Apandi should take advice on how to present a progressive image so that he can bring back the credibility of the office that he now holds. Only then would he be able to delve into controversial issues without creating more damage to the institution.

Wan Saiful Wan Jan is chief executive of the Institute for Democracy and Economic Affairs (www.ideas.org.my). The views expressed here are entirely the writer’s own.


4 thoughts on “Heading towards transparency and accountability except MALAYSIA

  1. Quote:- “…it would not help him in performing his duties”


    He had only one duty. He already performed it and is now ready to “retire”

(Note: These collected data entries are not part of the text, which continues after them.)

//! # XGES 生成器
//!
//! 把时间线组装为完整的 XGES 文档树，再一次性序列化输出。

mod layers;

use std::io::Write;

use quick_xml::se::Serializer;
use serde::Serialize;
use timeline_core::{ConvertError, Timeline, TrackKind, XgesGenerationOptions};
use tracing::debug;

use crate::schema::{Ges, Project, TrackTypes, XgesTimeline, XgesTrack};
use crate::structure::{Fraction, Structure};
use crate::time::infer_timeline_rate;

const XML_DECLARATION: &str = "<?xml version=\"1.0\" encoding=\"UTF-8\"?>\n";

/// XGES 生成的主入口函数。
///
/// 帧率从时间线推断，推断不到时使用 `options.default_frame_rate`。
///
/// # Errors
///
/// * `ConvertError::MissingDuration` - 某个片段既没有源区间也没有可用区间。
/// * `ConvertError::XmlSerialize` - 文档树序列化失败。
pub fn generate_xges(
    timeline: &Timeline,
    options: &XgesGenerationOptions,
) -> Result<String, ConvertError> {
    let rate = resolve_rate(timeline, options);
    let document = build_document(timeline, rate, options)?;
    serialize_document(&document, options)
}

fn resolve_rate(timeline: &Timeline, options: &XgesGenerationOptions) -> f64 {
    infer_timeline_rate(timeline).unwrap_or_else(|| {
        debug!(
            rate = options.default_frame_rate,
            "时间线中没有可用帧率，使用默认值"
        );
        options.default_frame_rate
    })
}

/// 构建完整的文档树。
fn build_document(
    timeline: &Timeline,
    rate: f64,
    options: &XgesGenerationOptions,
) -> Result<Ges, ConvertError> {
    let layers = layers::build_layers(timeline, options)?;

    Ok(Ges {
        version: options.project_version.clone(),
        project: Project {
            properties: Some(Structure::new("properties").to_string()),
            metadatas: Some(project_metadatas(&timeline.name)),
            timeline: XgesTimeline {
                properties: Some(
                    Structure::new("properties")
                        .with_field("auto-transition", true)
                        .to_string(),
                ),
                metadatas: Some(
                    Structure::new("metadatas")
                        .with_field("framerate", Fraction::from_rate(rate))
                        .to_string(),
                ),
                tracks: sink_tracks(timeline, rate, options),
                layers,
            },
        },
    })
}

fn project_metadatas(name: &str) -> String {
    let metadatas = Structure::new("metadatas");
    if name.is_empty() {
        metadatas.to_string()
    } else {
        metadatas.with_field("name", name).to_string()
    }
}

/// 每种出现过的轨道类型声明一条输出轨道，视频在前。
fn sink_tracks(timeline: &Timeline, rate: f64, options: &XgesGenerationOptions) -> Vec<XgesTrack> {
    [TrackKind::Video, TrackKind::Audio]
        .into_iter()
        .filter(|kind| timeline.tracks_of_kind(*kind).next().is_some())
        .enumerate()
        .map(|(track_id, kind)| {
            let (caps, track_types, restriction) = match kind {
                TrackKind::Video => (
                    "video/x-raw(ANY)",
                    TrackTypes::VIDEO,
                    video_restriction(rate, options),
                ),
                TrackKind::Audio => (
                    "audio/x-raw(ANY)",
                    TrackTypes::AUDIO,
                    audio_restriction(options),
                ),
            };
            XgesTrack {
                caps: caps.to_string(),
                track_type: track_types.bits(),
                track_id: track_id as u32,
                properties: Some(track_properties(&restriction)),
                metadatas: Some(Structure::new("metadatas").to_string()),
            }
        })
        .collect()
}

fn video_restriction(rate: f64, options: &XgesGenerationOptions) -> Structure {
    Structure::new("video/x-raw")
        .with_field("width", i64::from(options.video_width))
        .with_field("height", i64::from(options.video_height))
        .with_field("framerate", Fraction::from_rate(rate))
}

fn audio_restriction(options: &XgesGenerationOptions) -> Structure {
    Structure::new("audio/x-raw")
        .with_field("rate", i64::from(options.audio_sample_rate))
        .with_field("channels", i64::from(options.audio_channels))
}

fn track_properties(restriction: &Structure) -> String {
    Structure::new("properties")
        .with_field("restriction-caps", restriction.to_caps_string())
        .with_field("mixing", true)
        .to_string()
}

fn serialize_document(
    document: &Ges,
    options: &XgesGenerationOptions,
) -> Result<String, ConvertError> {
    let mut body = String::new();
    let mut serializer = Serializer::new(&mut body);
    if options.format {
        serializer.indent(' ', 2);
    }
    document.serialize(serializer)?;

    let mut output = String::with_capacity(XML_DECLARATION.len() + body.len() + 1);
    output.push_str(XML_DECLARATION);
    output.push_str(&body);
    output.push('\n');
    Ok(output)
}

/// 把时间线写入任意输出流的编码器。
///
/// 每次调用 [`XgesEncoder::encode`] 都会重新推断帧率，可通过 [`XgesEncoder::rate`] 读取。
#[derive(Debug)]
pub struct XgesEncoder<W: Write> {
    writer: W,
    rate: f64,
    options: XgesGenerationOptions,
}

impl<W: Write> XgesEncoder<W> {
    pub fn new(writer: W) -> Self {
        Self::with_options(writer, XgesGenerationOptions::default())
    }

    pub fn with_options(writer: W, options: XgesGenerationOptions) -> Self {
        Self {
            writer,
            rate: options.default_frame_rate,
            options,
        }
    }

    /// 最近一次编码使用的帧率。
    pub const fn rate(&self) -> f64 {
        self.rate
    }

    /// 编码时间线并写入输出流。
    ///
    /// # Errors
    ///
    /// 除 [`generate_xges`] 的错误外，写入失败时返回 `ConvertError::Io`。
    pub fn encode(&mut self, timeline: &Timeline) -> Result<(), ConvertError> {
        self.rate = resolve_rate(timeline, &self.options);
        let document = build_document(timeline, self.rate, &self.options)?;
        let output = serialize_document(&document, &self.options)?;
        self.writer.write_all(output.as_bytes())?;
        self.writer.flush()?;
        Ok(())
    }

    pub fn into_inner(self) -> W {
        self.writer
    }
}

#[cfg(test)]
mod tests {
    use timeline_core::{
        Clip, MediaReference, RationalTime, TimeRange, Track, XgesGenerationOptionsBuilder,
    };

    use super::*;

    fn timeline_at(rate: f64) -> Timeline {
        let mut track = Track::new("V1", TrackKind::Video);
        track.append_child(Clip {
            name: "a".into(),
            media_reference: MediaReference::external("file:///a.mov"),
            source_range: Some(TimeRange::new(
                RationalTime::new(0.0, rate),
                RationalTime::new(rate, rate),
            )),
            ..Default::default()
        });
        let mut timeline = Timeline::new("My \"Edit\"");
        timeline.add_track(track);
        timeline
    }

    #[test]
    fn test_video_track_properties() {
        let options = XgesGenerationOptions::default();
        insta::assert_snapshot!(
            track_properties(&video_restriction(30.0, &options)),
            @r#"properties, restriction-caps=(string)"video/x-raw\,\ width=(int)1920\,\ height=(int)1080\,\ framerate=(fraction)30/1", mixing=(boolean)true;"#
        );
        insta::assert_snapshot!(
            track_properties(&audio_restriction(&options)),
            @r#"properties, restriction-caps=(string)"audio/x-raw\,\ rate=(int)48000\,\ channels=(int)2", mixing=(boolean)true;"#
        );
    }

    #[test]
    fn test_project_metadatas() {
        insta::assert_snapshot!(project_metadatas(""), @"metadatas;");
        insta::assert_snapshot!(
            project_metadatas("My \"Edit\""),
            @r#"metadatas, name=(string)"My\ \"Edit\"";"#
        );
    }

    #[test]
    fn test_document_tracks_and_constants() {
        let options = XgesGenerationOptions::default();
        let document = build_document(&timeline_at(24.0), 24.0, &options).unwrap();
        assert_eq!(document.version, "0.3");

        let timeline = &document.project.timeline;
        assert_eq!(timeline.tracks.len(), 1);
        assert_eq!(timeline.tracks[0].caps, "video/x-raw(ANY)");
        assert_eq!(timeline.tracks[0].track_type, 4);
        assert_eq!(timeline.tracks[0].track_id, 0);
        assert_eq!(
            timeline.metadatas.as_deref(),
            Some("metadatas, framerate=(fraction)24/1;")
        );
        assert_eq!(document.project.properties.as_deref(), Some("properties;"));
    }

    #[test]
    fn test_output_framing() {
        let output = generate_xges(&timeline_at(25.0), &XgesGenerationOptions::default()).unwrap();
        assert!(output.starts_with("<?xml version=\"1.0\" encoding=\"UTF-8\"?>\n<ges version=\"0.3\">"));
        assert!(output.ends_with("</ges>\n"));
        assert!(output.contains("\n  <project"));
    }

    #[test]
    fn test_compact_output() {
        let options = XgesGenerationOptionsBuilder::default()
            .format(false)
            .build()
            .unwrap();
        let output = generate_xges(&timeline_at(25.0), &options).unwrap();
        assert_eq!(output.lines().count(), 2);
    }

    #[test]
    fn test_encoder_records_rate() {
        let mut encoder = XgesEncoder::new(Vec::new());
        assert!((encoder.rate() - 25.0).abs() < f64::EPSILON);
        encoder.encode(&timeline_at(30.0)).unwrap();
        assert!((encoder.rate() - 30.0).abs() < f64::EPSILON);

        let written = String::from_utf8(encoder.into_inner()).unwrap();
        assert!(written.contains("framerate=(fraction)30/1"));
    }
}
//! 保留命名空间 `xges` 下的扩展元数据。

use serde::{Deserialize, Serialize};

/// 扩展元数据在序列化时使用的保留命名空间。
pub const XGES_METADATA_NAMESPACE: &str = "xges";

/// 时间线模型无法表达、但需要在 XGES 往返中保留的信息。
///
/// `children_properties` 是对应 XGES 元素的原始 `children-properties`
/// 字符串，编码时原样写回，因此未建模的内容可以逐字节往返。
#[derive(Debug, Clone, Default, PartialEq, Eq, Serialize, Deserialize)]
#[serde(rename_all = "kebab-case")]
pub struct XgesMetadata {
    /// 原始 `children-properties` 结构字符串。
    #[serde(default, skip_serializing_if = "Option::is_none")]
    pub children_properties: Option<String>,
    /// 标题片段的文字内容。
    ///
    /// 只在 `children_properties` 为空时用于生成 `text` 字段；已有原始字符串时
    /// 编码器原样写回原始字符串，此处的修改不会出现在输出中。要改写解码得到的
    /// 标题文字，需同时清空 `children_properties`。
    #[serde(default, skip_serializing_if = "Option::is_none")]
    pub text: Option<String>,
    /// 解码时记录的片段类别，例如 `title`。
    #[serde(default, skip_serializing_if = "Option::is_none")]
    pub clip_type: Option<String>,
}

impl XgesMetadata {
    /// 所有字段均未设置。
    #[must_use]
    pub const fn is_empty(&self) -> bool {
        self.children_properties.is_none() && self.text.is_none() && self.clip_type.is_none()
    }
}

/// 片段和转场携带的元数据，按命名空间划分。
#[derive(Debug, Clone, Default, PartialEq, Eq, Serialize, Deserialize)]
pub struct Metadata {
    #[serde(
        rename = "xges",
        default,
        skip_serializing_if = "XgesMetadata::is_empty"
    )]
    pub xges: XgesMetadata,
}

impl Metadata {
    /// 只包含 `children-properties` 的元数据。
    #[must_use]
    pub fn with_children_properties(children_properties: impl Into<String>) -> Self {
        Self {
            xges: XgesMetadata {
                children_properties: Some(children_properties.into()),
                ..Default::default()
            },
        }
    }
}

  2. What can you expect from an ass-pandai whose main priority is to ampu bodek???

    What can you expect from someone whose DNA is wired to be an orang suruhan? Wan Saiful is being politically correct in his comments. Otherwise, MCA owned The Star will not carry his article.

    Najib is not interested in good governance. All he has done so far is to take money for himself, Rosmah and his UMNO cronies.–Din Merican

  3. UMNO leadership implicitly says so.what if Najib is corrupt, dictatorial, scandalous? They even ignorantly says Mahathir stole more (may or may not be true) and lost more, even more ruthless. NOT an inkling its besides the point. Najib knows it but if the division leaders are that dumb, why should he not try and fool the masses too? Between vote rigging, buying, and enough ignorant leaders and masses, he could get away with it. After all, he can argue, the alternative ( which need not be true) is that dunce Muhiyiddin or even worst Mahathir’ s son?

    The point is there is not an inkling, the entire system is all messed up, everything seen and have is based on illusion – its a Ponzi scheme. No country can be governed when power is the ultimate ruler. Without public trust, collapse will come eventually. There is nothing to suggest they have an idea how to win it back..

  4. we all like our children to be successful. But that like is not enough. From day one we have to educate the child. drink milk,eat solids then to do it by themself. Then we have ahost of other things that have child needs to learn before going to pre-school and then on to primary school, secondary school, and on to tertiary education. Along the way different people are teaching the child with the parents keeping an eye on the child all the time. If the child makes a wrong turn the parents and teachers must be there to correct the child. Otherwise the child will assume what he or she is doing is right and will do it throughout life.

    Hence our objective to have a successful child in adult life is the objective. Then step by step we as parents and teachers have to do the right thing to help the child achieve that objective. It is no use paying lip service to good upbringing and then do nothing about it.